Flink: Support writing shredded variant in Flink by Guosmilesmile · Pull Request #15596 · apache/iceberg

Guosmilesmile · 2026-03-12T08:09:38Z

This PR is mainly to add support in Flink for writing shredding-variant data to Iceberg tables, based on #14297.

This PR is based on #14297 and will be adjusted in sync with it.

Guosmilesmile · 2026-05-07T08:36:30Z

Hi @aihuaxu @nssalian @pvary @mxm . Since the Spark part has been merged, the Flink part has been adjusted accordingly. If you have time, please help review it.

Thanks!
GuoYu.

pvary · 2026-05-08T13:49:46Z

+        .tableProperty(TableProperties.PARQUET_SHRED_VARIANTS)
+        .defaultValue(TableProperties.PARQUET_SHRED_VARIANTS_DEFAULT)


How will we handle when ORC supports shredding variants?

Good catch . I rename shred-variants to parquet-shred-variants to clarify this feature is only support parquet . If orc support this, then we can add another config.

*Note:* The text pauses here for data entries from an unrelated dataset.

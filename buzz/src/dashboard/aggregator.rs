use super::view_model::{DashboardViewModel, SettledFetches};
use crate::cache_keys::CacheKey;
use crate::ports::Backend;
use crate::query::{QueryClient, RequestGuard, ResourceState, StateCell};
use crate::resources::media::load_media;
use crate::resources::posts::load_posts;
use chrono::Utc;
use shared::{Error, Result};
use shared_http::api::{
    AnalyticsOverview, ConnectInstagramRequest, CreatePostRequest, DashboardSummary,
    InstagramConnectionStatus, Media, MediaQuery, Post, PostQuery, User,
};
use std::sync::Arc;
use std::time::Duration;
use tokio_util::sync::CancellationToken;
use tracing::{debug, error, info, warn};

const LOAD_FAILED: &str = "Failed to load dashboard data";

/// Builds the dashboard view-model from six concurrent sub-fetches.
///
/// A fresh `Dashboard` cache entry is served without touching the network.
/// Otherwise every sub-fetch runs to completion regardless of the others, and
/// the merged result is cached and published even when some of them failed.
pub struct DashboardAggregator {
    backend: Arc<dyn Backend>,
    queries: QueryClient,
    window: Duration,
    state: StateCell<DashboardViewModel>,
    guard: RequestGuard,
}

impl DashboardAggregator {
    pub fn new(backend: Arc<dyn Backend>, queries: QueryClient) -> Self {
        let window = queries.window();
        Self {
            backend,
            queries,
            window,
            state: StateCell::new(),
            guard: RequestGuard::new(),
        }
    }

    /// Use a freshness window other than the cache default.
    pub fn with_window(mut self, window: Duration) -> Self {
        self.window = window;
        self
    }

    pub fn window(&self) -> Duration {
        self.window
    }

    pub fn state(&self) -> ResourceState<DashboardViewModel> {
        self.state.snapshot()
    }

    /// The last published view-model.
    pub fn view(&self) -> Option<DashboardViewModel> {
        self.state.data()
    }

    pub async fn fetch_dashboard(&self) -> Result<DashboardViewModel> {
        self.fetch_dashboard_with(&CancellationToken::new()).await
    }

    /// Like [`fetch_dashboard`](Self::fetch_dashboard), abandoning the fan-out
    /// as soon as `cancel` fires.
    pub async fn fetch_dashboard_with(&self, cancel: &CancellationToken) -> Result<DashboardViewModel> {
        let ticket = self.guard.begin();
        self.state.start();

        if let Some(cached) = self
            .queries
            .cached_within::<DashboardViewModel>(&CacheKey::Dashboard, self.window)
            .await
        {
            debug!("Serving dashboard from cache");
            return self.state.settle(&self.guard, ticket, Ok(cached));
        }

        let fanned_out = tokio::select! {
            _ = cancel.cancelled() => Err(Error::Cancelled),
            result = self.guard.run(self.fan_out()) => result,
        };

        let result = match fanned_out {
            // Only the latest fetch writes the cache
            Ok(view) if self.guard.is_current(ticket) => self
                .queries
                .store(CacheKey::Dashboard, &view)
                .await
                .map(|_| view),
            other => other,
        };

        match result {
            Ok(view) => {
                if view.is_degraded() {
                    let failures: Vec<String> = view
                        .failures()
                        .map(|o| {
                            let reason = o.error.as_ref().map(ToString::to_string);
                            format!("{}: {}", o.source, reason.unwrap_or_default())
                        })
                        .collect();
                    warn!("Some dashboard data failed to load: {:?}", failures);
                }
                self.state.settle(&self.guard, ticket, Ok(view))
            }
            Err(e @ (Error::Cancelled | Error::Superseded)) => {
                debug!("Dashboard fetch abandoned: {}", e);
                if self.guard.is_current(ticket) {
                    self.state.idle();
                }
                Err(e)
            }
            Err(e) => {
                // The previous view-model stays in place
                error!("{}: {}", LOAD_FAILED, e);
                let generic = Error::Application(LOAD_FAILED.to_string());
                self.state.settle(&self.guard, ticket, Err(generic))
            }
        }
    }

    /// Drop the cached view-model and fetch again.
    pub async fn refetch(&self) -> Result<DashboardViewModel> {
        self.queries.invalidate(&CacheKey::Dashboard).await;
        self.fetch_dashboard().await
    }

    /// Create a post and prepend it to the published view-model.
    pub async fn create_post(&self, request: &CreatePostRequest) -> Result<Post> {
        let created = self
            .backend
            .create_post(request)
            .await
            .and_then(|r| r.into_data())
            .map_err(|e| e.or_context("Failed to create post"))?;

        self.guard.supersede();
        self.state.patch(|view| {
            view.get_or_insert_with(DashboardViewModel::default)
                .posts
                .insert(0, created.clone());
        });
        self.invalidate_posts().await;

        info!("Created post {} from dashboard", created.id);
        Ok(created)
    }

    pub async fn delete_post(&self, id: &str) -> Result<()> {
        self.backend
            .delete_post(id)
            .await
            .and_then(|r| r.into_optional())
            .map_err(|e| e.or_context("Failed to delete post"))?;

        self.guard.supersede();
        self.state.patch(|view| {
            if let Some(view) = view {
                view.posts.retain(|p| p.id != id);
                view.upcoming_posts.retain(|p| p.id != id);
            }
        });
        self.invalidate_posts().await;

        info!("Deleted post {} from dashboard", id);
        Ok(())
    }

    /// Start the Instagram OAuth flow; returns the URL to open, if any.
    pub async fn connect_instagram(&self, connection_type: Option<&str>) -> Result<Option<String>> {
        let request = connection_type
            .map(|kind| ConnectInstagramRequest {
                connection_type: kind.to_string(),
            })
            .unwrap_or_default();

        let response = self
            .backend
            .connect_instagram(&request)
            .await
            .and_then(|r| r.into_optional())
            .map_err(|e| e.or_context("Failed to connect Instagram"))?;
        Ok(response.and_then(|r| r.auth_url))
    }

    /// Disconnect an account and patch only the Instagram status field.
    pub async fn disconnect_instagram(
        &self,
        account_id: &str,
    ) -> Result<Option<InstagramConnectionStatus>> {
        if account_id.trim().is_empty() {
            return Err(Error::Validation(
                "Account ID is required to disconnect Instagram".to_string(),
            ));
        }

        let status = async {
            self.backend
                .disconnect_instagram_account(account_id)
                .await?
                .into_optional()?;
            self.backend.instagram_connection_status().await?.into_optional()
        }
        .await
        .map_err(|e| e.or_context("Failed to disconnect Instagram"))?;

        self.state.patch(|view| {
            if let Some(view) = view {
                view.instagram_status = status.clone();
            }
        });
        self.queries
            .invalidate_all(&[CacheKey::InstagramStatus, CacheKey::Dashboard])
            .await;

        info!("Disconnected Instagram account {}", account_id);
        Ok(status)
    }

    /// Discard results of fetches still in flight.
    pub fn shutdown(&self) {
        self.guard.shutdown();
    }

    async fn invalidate_posts(&self) {
        self.queries
            .invalidate_all(&[CacheKey::Dashboard, CacheKey::Posts(PostQuery::default())])
            .await;
    }

    async fn fan_out(&self) -> Result<DashboardViewModel> {
        let backend = self.backend.as_ref();
        let post_query = PostQuery::default();
        let (summary, user, posts, analytics, instagram_status, media) = tokio::join!(
            fetch_summary(backend),
            fetch_user(backend),
            load_posts(backend, &post_query),
            fetch_analytics(backend),
            fetch_instagram_status(backend),
            fetch_media(backend),
        );

        let settled = SettledFetches {
            summary,
            user,
            posts,
            analytics,
            instagram_status,
            media,
        };
        Ok(DashboardViewModel::merge(settled, Utc::now()))
    }
}

async fn fetch_summary(backend: &dyn Backend) -> Result<Option<DashboardSummary>> {
    backend.dashboard().await?.into_optional()
}

async fn fetch_user(backend: &dyn Backend) -> Result<Option<User>> {
    backend.current_user().await?.into_optional()
}

async fn fetch_analytics(backend: &dyn Backend) -> Result<Option<AnalyticsOverview>> {
    backend.analytics_overview().await?.into_optional()
}

async fn fetch_instagram_status(backend: &dyn Backend) -> Result<Option<InstagramConnectionStatus>> {
    backend.instagram_connection_status().await?.into_optional()
}

async fn fetch_media(backend: &dyn Backend) -> Result<Vec<Media>> {
    Ok(load_media(backend, &MediaQuery::default()).await?.media)
}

Let's do parquet for now since we followed that pattern for the Spark implementation.

pvary · 2026-05-08T14:07:37Z

-                FlinkParquetReaders.buildReader(icebergSchema, fileSchema, idToConstant)));
+                FlinkParquetReaders.buildReader(icebergSchema, fileSchema, idToConstant),
+            new FlinkVariantShreddingAnalyzer(),
+            (row, rowType) -> new RowDataSerializer(rowType).copy(row)));


Isn't this costly to recreate every time when we copy a row?

It will increase the cost, but without copying, there would be issues with data corruption when buffer data. We ran into this during early development, and the unit tests can reproduce it.

Can we reuse the RowDataSerializer?

With the current BiFunction, (row, rowType) -> new RowDataSerializer(rowType).copy(row) creates a new RowDataSerializer for every buffered row (default buffer = 100). This construction is not free, as it involves walking rowType.getChildren(), building a TypeSerializer[] via InternalSerializers.create, a BinaryRowDataSerializer, and a RowData.FieldGetter[]. Since the engine schema is fixed for the entire file, a factory allows us to build it once and reuse it. Using the Factory Pattern, we can avoid recreating the serializer for a given table schema with every incoming record.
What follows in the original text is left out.